• [ASSIGNMENT] Please work out how many lines in the material contain "RecentPostsQuery" and give only that figure.

• [MATERIALS PROVIDED]
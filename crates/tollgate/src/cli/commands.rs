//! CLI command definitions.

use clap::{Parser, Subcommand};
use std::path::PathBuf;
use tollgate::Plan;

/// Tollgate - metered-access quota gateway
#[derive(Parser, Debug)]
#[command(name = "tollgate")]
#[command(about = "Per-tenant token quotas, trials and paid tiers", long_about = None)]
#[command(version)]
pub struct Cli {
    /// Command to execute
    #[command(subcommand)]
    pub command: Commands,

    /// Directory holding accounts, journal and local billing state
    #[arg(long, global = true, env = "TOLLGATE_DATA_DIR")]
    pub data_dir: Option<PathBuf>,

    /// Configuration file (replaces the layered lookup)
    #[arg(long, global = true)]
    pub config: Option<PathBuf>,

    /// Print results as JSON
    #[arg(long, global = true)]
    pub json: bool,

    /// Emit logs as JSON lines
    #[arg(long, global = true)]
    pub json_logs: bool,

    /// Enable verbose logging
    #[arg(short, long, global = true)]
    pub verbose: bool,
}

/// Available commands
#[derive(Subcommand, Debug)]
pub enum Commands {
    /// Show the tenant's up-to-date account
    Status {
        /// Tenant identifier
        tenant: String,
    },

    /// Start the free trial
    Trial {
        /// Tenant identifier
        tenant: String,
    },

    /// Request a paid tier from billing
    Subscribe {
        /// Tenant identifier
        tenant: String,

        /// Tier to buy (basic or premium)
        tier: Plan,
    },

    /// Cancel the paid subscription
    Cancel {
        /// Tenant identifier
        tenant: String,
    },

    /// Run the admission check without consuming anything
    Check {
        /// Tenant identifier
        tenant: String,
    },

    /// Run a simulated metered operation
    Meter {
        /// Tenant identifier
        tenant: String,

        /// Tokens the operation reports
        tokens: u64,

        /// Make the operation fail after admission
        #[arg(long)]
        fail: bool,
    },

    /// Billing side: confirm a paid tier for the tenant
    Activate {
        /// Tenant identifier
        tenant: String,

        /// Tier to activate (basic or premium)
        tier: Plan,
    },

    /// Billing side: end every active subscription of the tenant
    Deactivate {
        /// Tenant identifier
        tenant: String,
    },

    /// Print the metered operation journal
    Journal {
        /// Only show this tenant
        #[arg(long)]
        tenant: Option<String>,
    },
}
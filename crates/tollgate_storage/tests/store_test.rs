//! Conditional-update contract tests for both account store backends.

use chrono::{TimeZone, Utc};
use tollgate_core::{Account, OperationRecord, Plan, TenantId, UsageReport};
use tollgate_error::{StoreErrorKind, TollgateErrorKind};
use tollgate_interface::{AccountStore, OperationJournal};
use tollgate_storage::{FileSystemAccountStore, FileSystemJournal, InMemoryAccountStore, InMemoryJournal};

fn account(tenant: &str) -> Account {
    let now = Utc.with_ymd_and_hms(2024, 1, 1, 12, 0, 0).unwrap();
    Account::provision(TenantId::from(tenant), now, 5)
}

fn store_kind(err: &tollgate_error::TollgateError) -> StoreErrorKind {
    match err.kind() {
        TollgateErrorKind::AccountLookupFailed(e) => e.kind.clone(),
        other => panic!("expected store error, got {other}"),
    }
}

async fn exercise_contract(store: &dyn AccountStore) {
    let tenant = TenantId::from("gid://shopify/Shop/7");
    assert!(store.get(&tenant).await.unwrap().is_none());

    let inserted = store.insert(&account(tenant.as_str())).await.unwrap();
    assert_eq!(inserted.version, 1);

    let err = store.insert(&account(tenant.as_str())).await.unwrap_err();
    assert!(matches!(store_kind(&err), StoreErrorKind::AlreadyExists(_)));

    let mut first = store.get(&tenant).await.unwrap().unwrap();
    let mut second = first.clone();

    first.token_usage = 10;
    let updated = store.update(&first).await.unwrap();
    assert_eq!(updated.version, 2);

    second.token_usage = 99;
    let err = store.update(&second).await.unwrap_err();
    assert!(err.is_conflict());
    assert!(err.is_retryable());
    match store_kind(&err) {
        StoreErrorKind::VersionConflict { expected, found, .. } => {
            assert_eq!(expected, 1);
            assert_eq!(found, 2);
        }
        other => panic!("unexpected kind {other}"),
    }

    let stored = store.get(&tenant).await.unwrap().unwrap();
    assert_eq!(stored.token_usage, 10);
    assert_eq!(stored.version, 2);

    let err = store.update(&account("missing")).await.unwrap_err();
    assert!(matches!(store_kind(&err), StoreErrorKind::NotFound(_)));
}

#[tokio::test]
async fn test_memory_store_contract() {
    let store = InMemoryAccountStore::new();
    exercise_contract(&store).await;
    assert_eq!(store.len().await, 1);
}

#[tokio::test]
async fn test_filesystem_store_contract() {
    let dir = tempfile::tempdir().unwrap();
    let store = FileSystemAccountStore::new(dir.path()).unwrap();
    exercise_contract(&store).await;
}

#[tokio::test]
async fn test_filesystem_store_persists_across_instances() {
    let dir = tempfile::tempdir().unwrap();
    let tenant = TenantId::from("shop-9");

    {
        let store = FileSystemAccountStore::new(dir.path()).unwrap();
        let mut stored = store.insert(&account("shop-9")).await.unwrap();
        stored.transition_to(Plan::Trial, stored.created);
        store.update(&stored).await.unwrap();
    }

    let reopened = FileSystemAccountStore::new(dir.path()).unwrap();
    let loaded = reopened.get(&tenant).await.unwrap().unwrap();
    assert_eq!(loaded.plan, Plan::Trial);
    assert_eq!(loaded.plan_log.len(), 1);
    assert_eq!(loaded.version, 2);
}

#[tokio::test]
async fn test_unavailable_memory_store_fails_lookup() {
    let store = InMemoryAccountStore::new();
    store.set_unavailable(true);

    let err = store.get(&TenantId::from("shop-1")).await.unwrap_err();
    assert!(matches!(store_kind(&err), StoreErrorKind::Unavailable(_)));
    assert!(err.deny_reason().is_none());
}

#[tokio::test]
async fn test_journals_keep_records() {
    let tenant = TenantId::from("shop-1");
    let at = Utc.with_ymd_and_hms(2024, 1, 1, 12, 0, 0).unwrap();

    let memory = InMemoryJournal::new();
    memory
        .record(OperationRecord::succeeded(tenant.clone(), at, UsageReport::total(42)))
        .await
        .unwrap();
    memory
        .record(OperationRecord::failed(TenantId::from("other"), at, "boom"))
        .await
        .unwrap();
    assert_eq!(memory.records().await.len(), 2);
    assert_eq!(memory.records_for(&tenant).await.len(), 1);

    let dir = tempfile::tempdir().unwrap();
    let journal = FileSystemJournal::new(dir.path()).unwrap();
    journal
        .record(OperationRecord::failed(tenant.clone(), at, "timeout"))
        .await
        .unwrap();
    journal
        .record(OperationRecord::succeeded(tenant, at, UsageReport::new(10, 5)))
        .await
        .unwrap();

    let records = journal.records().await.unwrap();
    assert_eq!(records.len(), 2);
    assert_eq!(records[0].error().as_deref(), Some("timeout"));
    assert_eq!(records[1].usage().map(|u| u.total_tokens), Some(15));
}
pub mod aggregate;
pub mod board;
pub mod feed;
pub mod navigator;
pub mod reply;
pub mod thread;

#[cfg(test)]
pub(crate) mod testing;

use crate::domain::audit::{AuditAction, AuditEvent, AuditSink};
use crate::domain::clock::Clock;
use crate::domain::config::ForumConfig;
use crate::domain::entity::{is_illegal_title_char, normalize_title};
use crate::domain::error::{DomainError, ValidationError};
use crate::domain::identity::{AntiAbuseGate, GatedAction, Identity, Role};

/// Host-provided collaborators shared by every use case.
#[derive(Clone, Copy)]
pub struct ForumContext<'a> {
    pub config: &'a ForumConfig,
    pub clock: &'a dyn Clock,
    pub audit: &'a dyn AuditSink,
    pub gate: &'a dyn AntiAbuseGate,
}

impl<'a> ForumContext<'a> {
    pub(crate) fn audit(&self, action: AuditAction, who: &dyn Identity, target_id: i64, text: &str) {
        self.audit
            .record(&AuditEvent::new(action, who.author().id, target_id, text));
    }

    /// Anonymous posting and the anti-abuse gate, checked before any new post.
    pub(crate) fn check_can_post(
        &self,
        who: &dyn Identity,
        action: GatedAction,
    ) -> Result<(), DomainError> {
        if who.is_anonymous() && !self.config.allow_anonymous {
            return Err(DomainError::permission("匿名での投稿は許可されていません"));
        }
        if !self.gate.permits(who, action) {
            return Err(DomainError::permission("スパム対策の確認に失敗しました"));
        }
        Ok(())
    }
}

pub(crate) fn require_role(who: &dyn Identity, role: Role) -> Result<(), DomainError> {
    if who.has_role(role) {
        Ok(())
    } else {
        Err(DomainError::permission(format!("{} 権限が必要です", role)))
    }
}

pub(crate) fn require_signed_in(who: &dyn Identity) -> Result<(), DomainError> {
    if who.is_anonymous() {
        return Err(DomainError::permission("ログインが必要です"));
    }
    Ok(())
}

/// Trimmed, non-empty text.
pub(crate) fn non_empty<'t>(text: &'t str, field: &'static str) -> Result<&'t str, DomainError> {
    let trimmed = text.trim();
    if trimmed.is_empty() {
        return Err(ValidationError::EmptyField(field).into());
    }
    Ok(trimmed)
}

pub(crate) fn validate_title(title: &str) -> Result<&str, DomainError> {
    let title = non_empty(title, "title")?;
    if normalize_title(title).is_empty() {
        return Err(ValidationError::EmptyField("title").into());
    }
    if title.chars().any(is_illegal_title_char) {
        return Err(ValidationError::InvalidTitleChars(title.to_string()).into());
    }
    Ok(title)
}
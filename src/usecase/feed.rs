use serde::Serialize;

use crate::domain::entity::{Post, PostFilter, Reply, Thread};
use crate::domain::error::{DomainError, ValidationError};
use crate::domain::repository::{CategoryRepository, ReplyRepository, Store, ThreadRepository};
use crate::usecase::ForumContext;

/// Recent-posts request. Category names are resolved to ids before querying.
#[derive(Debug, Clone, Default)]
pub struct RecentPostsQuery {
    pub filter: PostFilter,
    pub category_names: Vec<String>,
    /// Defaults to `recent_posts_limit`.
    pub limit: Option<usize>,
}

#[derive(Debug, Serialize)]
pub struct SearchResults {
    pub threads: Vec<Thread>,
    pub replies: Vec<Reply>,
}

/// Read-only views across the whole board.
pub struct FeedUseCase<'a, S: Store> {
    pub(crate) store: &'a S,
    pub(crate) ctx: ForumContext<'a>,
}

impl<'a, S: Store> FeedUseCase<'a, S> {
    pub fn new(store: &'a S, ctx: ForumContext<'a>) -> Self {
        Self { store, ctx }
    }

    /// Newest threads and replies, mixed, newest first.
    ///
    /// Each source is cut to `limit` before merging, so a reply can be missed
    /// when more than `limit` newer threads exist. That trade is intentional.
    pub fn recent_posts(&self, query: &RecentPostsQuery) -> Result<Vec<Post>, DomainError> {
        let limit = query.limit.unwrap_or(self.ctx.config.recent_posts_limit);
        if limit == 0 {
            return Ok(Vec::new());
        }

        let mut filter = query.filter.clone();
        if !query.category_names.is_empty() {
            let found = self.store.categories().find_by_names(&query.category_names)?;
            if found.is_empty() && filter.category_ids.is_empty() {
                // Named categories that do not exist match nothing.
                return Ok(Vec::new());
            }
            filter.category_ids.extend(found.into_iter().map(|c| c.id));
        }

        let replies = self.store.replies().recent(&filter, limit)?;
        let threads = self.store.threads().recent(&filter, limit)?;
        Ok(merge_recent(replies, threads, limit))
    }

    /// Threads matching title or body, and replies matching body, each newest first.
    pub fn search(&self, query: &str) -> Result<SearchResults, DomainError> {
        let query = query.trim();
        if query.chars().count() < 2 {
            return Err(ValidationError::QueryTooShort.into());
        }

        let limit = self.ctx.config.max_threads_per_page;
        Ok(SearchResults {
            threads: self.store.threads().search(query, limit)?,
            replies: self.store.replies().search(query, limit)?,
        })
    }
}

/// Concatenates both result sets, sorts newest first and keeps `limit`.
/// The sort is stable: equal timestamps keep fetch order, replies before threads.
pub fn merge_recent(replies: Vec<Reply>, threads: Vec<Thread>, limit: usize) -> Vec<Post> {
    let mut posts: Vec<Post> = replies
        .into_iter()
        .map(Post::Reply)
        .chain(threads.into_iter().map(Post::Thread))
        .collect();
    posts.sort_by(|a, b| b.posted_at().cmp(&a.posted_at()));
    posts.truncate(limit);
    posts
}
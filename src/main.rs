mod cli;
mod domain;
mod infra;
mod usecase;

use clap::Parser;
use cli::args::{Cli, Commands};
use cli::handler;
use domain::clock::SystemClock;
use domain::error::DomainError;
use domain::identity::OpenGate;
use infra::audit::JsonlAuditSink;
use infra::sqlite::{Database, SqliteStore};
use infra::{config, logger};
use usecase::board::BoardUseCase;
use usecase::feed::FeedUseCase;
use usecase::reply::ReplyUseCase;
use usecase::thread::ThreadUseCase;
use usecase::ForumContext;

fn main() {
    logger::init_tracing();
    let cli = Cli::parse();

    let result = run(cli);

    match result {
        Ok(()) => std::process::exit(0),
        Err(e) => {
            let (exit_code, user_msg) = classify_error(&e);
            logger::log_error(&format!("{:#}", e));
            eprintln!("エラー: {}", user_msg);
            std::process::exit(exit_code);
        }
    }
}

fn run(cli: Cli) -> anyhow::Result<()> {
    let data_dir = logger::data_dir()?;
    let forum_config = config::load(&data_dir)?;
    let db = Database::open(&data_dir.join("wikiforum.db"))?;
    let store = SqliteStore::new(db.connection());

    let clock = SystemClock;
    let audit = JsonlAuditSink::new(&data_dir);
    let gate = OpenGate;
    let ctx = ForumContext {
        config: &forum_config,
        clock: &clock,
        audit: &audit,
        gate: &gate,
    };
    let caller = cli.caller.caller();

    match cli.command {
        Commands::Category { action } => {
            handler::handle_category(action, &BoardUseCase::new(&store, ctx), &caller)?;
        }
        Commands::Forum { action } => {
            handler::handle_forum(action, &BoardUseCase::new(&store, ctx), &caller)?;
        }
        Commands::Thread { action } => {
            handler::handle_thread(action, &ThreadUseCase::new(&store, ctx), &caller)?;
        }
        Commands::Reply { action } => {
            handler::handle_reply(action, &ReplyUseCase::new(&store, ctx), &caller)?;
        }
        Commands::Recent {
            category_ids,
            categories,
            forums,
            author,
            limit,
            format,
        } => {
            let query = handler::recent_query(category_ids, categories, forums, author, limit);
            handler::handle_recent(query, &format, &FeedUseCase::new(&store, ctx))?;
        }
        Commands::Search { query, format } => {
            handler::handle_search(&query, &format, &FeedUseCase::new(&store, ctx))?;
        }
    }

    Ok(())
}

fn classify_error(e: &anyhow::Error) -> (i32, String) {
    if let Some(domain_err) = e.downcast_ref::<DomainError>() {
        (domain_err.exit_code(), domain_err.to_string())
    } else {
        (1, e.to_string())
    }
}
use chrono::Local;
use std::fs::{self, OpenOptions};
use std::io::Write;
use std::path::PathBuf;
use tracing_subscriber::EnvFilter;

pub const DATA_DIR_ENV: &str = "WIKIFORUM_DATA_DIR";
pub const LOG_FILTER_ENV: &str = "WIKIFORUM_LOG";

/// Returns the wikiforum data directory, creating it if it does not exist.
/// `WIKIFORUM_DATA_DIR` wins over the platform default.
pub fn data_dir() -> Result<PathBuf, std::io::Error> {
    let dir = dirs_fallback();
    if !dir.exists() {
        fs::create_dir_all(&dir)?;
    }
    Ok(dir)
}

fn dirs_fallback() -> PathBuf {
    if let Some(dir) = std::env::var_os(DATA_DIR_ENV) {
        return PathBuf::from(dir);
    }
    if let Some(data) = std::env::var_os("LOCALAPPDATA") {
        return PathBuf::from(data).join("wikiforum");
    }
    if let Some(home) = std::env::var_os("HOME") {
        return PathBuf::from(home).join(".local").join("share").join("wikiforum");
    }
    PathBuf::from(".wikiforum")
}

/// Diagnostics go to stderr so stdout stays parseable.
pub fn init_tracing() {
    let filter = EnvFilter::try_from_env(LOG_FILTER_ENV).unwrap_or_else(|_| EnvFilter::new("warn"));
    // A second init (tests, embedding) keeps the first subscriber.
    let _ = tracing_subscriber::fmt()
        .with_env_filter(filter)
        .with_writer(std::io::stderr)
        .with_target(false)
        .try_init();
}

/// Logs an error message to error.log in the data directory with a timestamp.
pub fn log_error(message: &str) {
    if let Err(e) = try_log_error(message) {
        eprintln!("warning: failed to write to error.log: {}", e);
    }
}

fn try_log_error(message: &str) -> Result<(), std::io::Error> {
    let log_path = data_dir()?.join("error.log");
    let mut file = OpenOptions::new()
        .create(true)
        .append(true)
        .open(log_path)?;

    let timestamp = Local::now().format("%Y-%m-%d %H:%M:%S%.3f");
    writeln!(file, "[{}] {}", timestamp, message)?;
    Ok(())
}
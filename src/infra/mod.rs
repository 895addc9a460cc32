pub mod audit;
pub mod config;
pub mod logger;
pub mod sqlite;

• [THE COMPLETED TASK] 2